Aimé Morot (1850-1913), grand prix de Rome de 1874, Salomé (détail), 1880. Huile sur toile, 220 x 195 cm. Paris, Académie des beaux-arts, collection musée de Caen. Photo service de presse. © Studio SLB – Christian Baraja
Un autre XIXe siècle
La présente exposition fait renaître enfin cet audacieux musée, né après le décès de sa généreuse fondatrice, qui nous accueille dès l’entrée, à travers son portrait signé Adolphe Yvon (1817-1893). Elle apparaît également au plafond de la première salle, couronnée par une allégorie de la Villa Médicis peinte par François Schommer (1850-1935). À côté de quelques grands noms comme Albert Besnard (1849-1934), André Devambez (1877-1944), dont on admire une étonnante Danaé alanguie, l’architecte Charles Girault (1851-1932) ou le sculpteur Laurent-Honoré Marqueste (1848-1920), il faut bien avouer que rares sont les jeunes lauréats de l’Académie à être passés à la postérité. C’est pourtant une fascinante plongée dans un certain XIXe siècle que propose ce parcours intimiste au fil duquel se succèdent dessins d’architectes, nus plus ou moins lascifs et portraits ; entre tradition et exigences du temps.

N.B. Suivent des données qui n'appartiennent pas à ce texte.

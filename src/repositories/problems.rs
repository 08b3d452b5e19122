use async_trait::async_trait;
use sqlx::PgPool;

use super::{ProblemRepository, RepositoryError};
use crate::models::problems::Problem;

#[derive(Clone)]
pub struct PgProblemRepository {
    conn: PgPool,
}

impl PgProblemRepository {
    pub fn new(conn: PgPool) -> Self {
        Self { conn }
    }
}

#[async_trait]
impl ProblemRepository for PgProblemRepository {
    async fn insert_problem(
        &self,
        owner_id: i64,
        title: &str,
        description: &str,
        location: Option<&str>,
        bounty: i64,
    ) -> Result<Problem, RepositoryError> {
        let mut tx = self.conn.begin().await?;

        if bounty > 0 {
            let balance: Option<i64> =
                sqlx::query_scalar("SELECT balance FROM users WHERE id = $1 FOR UPDATE")
                    .bind(owner_id)
                    .fetch_optional(&mut *tx)
                    .await?;

            match balance {
                None => return Err(RepositoryError::NotFound("User")),
                Some(balance) if balance < bounty => {
                    return Err(RepositoryError::InsufficientFunds)
                }
                Some(_) => (),
            }

            sqlx::query("UPDATE users SET balance = balance - $1 WHERE id = $2")
                .bind(bounty)
                .bind(owner_id)
                .execute(&mut *tx)
                .await?;
        }

        let problem = sqlx::query_as::<_, Problem>(
            r#"
            INSERT INTO problems (user_id, title, description, location, bounty)
            VALUES ($1, $2, $3, $4, $5)
            RETURNING id, user_id, title, description, location, bounty, created_at
            "#,
        )
        .bind(owner_id)
        .bind(title)
        .bind(description)
        .bind(location)
        .bind(bounty)
        .fetch_one(&mut *tx)
        .await?;

        tx.commit().await?;

        Ok(problem)
    }

    async fn list_problems(&self) -> Result<Vec<Problem>, RepositoryError> {
        let problems = sqlx::query_as::<_, Problem>(
            r#"SELECT id, user_id, title, description, location, bounty, created_at
            FROM problems ORDER BY created_at DESC, id DESC"#,
        )
        .fetch_all(&self.conn)
        .await?;

        Ok(problems)
    }

    async fn get_problem(&self, id: i64) -> Result<Option<Problem>, RepositoryError> {
        let problem = sqlx::query_as::<_, Problem>(
            r#"SELECT id, user_id, title, description, location, bounty, created_at
            FROM problems WHERE id = $1"#,
        )
        .bind(id)
        .fetch_optional(&self.conn)
        .await?;

        Ok(problem)
    }
}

Théobald Chartran (1849-1907), grand prix de Rome de 1877, La Peinture française à la Villa Médicis, 1884. Huile sur toile marouflée, 310 x 235 cm. Paris, Académie des beaux-arts, collections musée de Caen, palais de l’Institut de France, Pavillon comtesse de Caen. Photo service de presse. © Patrick Rimod / Académie des beaux-arts
« Le musée secret de la comtesse de Caen (1879-1968) », jusqu’au 30 novembre 2025 au Pavillon Comtesse de Caen, Palais de l’Institut de France, 23 quai de Conti, 75006 Paris. www.academiebeauxarts.fr
Entrée gratuite
Catalogue, Le Passage, 253 p., 35 €.